Task directions
What is needed is an exact transcription of every entry below.

Records for this task
==================================================

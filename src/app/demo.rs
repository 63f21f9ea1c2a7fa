//! Scripted demo flight.
//!
//! Spawns a single vehicle in a walled arena and flies it with a fixed
//! script so the runner exercises thrust, turning, coasting and wall
//! contact without any input devices attached.
use bevy::prelude::*;

use towerspace::flight::{Collider, FlightInput, Obstacles};
use towerspace::settings::Settings;
use towerspace::vehicle::Vehicle;

/// Marks a vehicle flown by the demo script; tracks time since spawn.
#[derive(Component, Default)]
pub struct Autopilot {
    elapsed: f32,
}

/// Floor, far wall and one boulder in the flight path.
#[must_use]
pub fn arena_obstacles() -> Obstacles {
    let mut obstacles = Obstacles::default();
    if let Some(floor) = Collider::half_space(Vec3::new(0.0, -50.0, 0.0), Vec3::Y) {
        obstacles.push(floor);
    }
    if let Some(wall) = Collider::half_space(Vec3::new(0.0, 0.0, -1500.0), Vec3::Z) {
        obstacles.push(wall);
    }
    obstacles.push(Collider::Sphere { center: Vec3::new(120.0, 0.0, -700.0), radius: 60.0 });
    obstacles
}

/// Axis values for `t` seconds into the script.
#[must_use]
pub fn scripted_input(t: f32) -> FlightInput {
    let mut input = FlightInput::default();
    match t {
        t if t < 1.5 => input.set_forward(1.0),
        t if t < 4.0 => input.set_look_right(0.3),
        t if t < 6.0 => {
            input.set_roll(0.5);
            input.set_look_up(0.2);
        }
        _ => input.set_forward(0.5),
    }
    input
}

/// Spawn the demo vehicle with the current flight settings.
#[allow(clippy::needless_pass_by_value)]
pub fn spawn_demo_vehicle(mut commands: Commands, settings: Res<Settings>) {
    match Vehicle::new(settings.flight, Vec3::ZERO, Quat::IDENTITY) {
        Ok(vehicle) => {
            commands.spawn((vehicle, FlightInput::default(), Autopilot::default(), Transform::default()));
        }
        Err(e) => error!("cannot spawn demo vehicle: {e}"),
    }
}

/// Write this tick's scripted axes into each autopiloted vehicle's input.
#[allow(clippy::needless_pass_by_value)]
pub fn autopilot(time: Res<Time>, mut query: Query<(&mut Autopilot, &mut FlightInput)>) {
    for (mut pilot, mut input) in &mut query {
        pilot.elapsed += time.delta_seconds();
        *input = scripted_input(pilot.elapsed);
    }
}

==================================================

Solution to the problem
filename src/app/demo.rs
repository 63f21f9ea1c2a7fa
//! Scripted demo flight.
//!
//! Spawns a single vehicle in a walled arena and flies it with a fixed
//! script so the runner exercises thrust, turning, coasting and wall
//! contact without any input devices attached.
use bevy::prelude::*;

use towerspace::flight::{Collider, FlightInput, Obstacles};
use towerspace::settings::Settings;
use towerspace::vehicle::Vehicle;

/// Marks a vehicle flown by the demo script; tracks time since spawn.
#[derive(Component, Default)]
pub struct Autopilot {
    elapsed: f32,
}

/// Floor, far wall and one boulder in the flight path.
#[must_use]
pub fn arena_obstacles() -> Obstacles {
    let mut obstacles = Obstacles::default();
    if let Some(floor) = Collider::half_space(Vec3::new(0.0, -50.0, 0.0), Vec3::Y) {
        obstacles.push(floor);
    }
    if let Some(wall) = Collider::half_space(Vec3::new(0.0, 0.0, -1500.0), Vec3::Z) {
        obstacles.push(wall);
    }
    obstacles.push(Collider::Sphere { center: Vec3::new(120.0, 0.0, -700.0), radius: 60.0 });
    obstacles
}

/// Axis values for `t` seconds into the script.
#[must_use]
pub fn scripted_input(t: f32) -> FlightInput {
    let mut input = FlightInput::default();
    match t {
        t if t < 1.5 => input.set_forward(1.0),
        t if t < 4.0 => input.set_look_right(0.3),
        t if t < 6.0 => {
            input.set_roll(0.5);
            input.set_look_up(0.2);
        }
        _ => input.set_forward(0.5),
    }
    input
}

/// Spawn the demo vehicle with the current flight settings.
#[allow(clippy::needless_pass_by_value)]
pub fn spawn_demo_vehicle(mut commands: Commands, settings: Res<Settings>) {
    match Vehicle::new(settings.flight, Vec3::ZERO, Quat::IDENTITY) {
        Ok(vehicle) => {
            commands.spawn((vehicle, FlightInput::default(), Autopilot::default(), Transform::default()));
        }
        Err(e) => error!("cannot spawn demo vehicle: {e}"),
    }
}

/// Write this tick's scripted axes into each autopiloted vehicle's input.
#[allow(clippy::needless_pass_by_value)]
pub fn autopilot(time: Res<Time>, mut query: Query<(&mut Autopilot, &mut FlightInput)>) {
    for (mut pilot, mut input) in &mut query {
        pilot.elapsed += time.delta_seconds();
        *input = scripted_input(pilot.elapsed);
    }
}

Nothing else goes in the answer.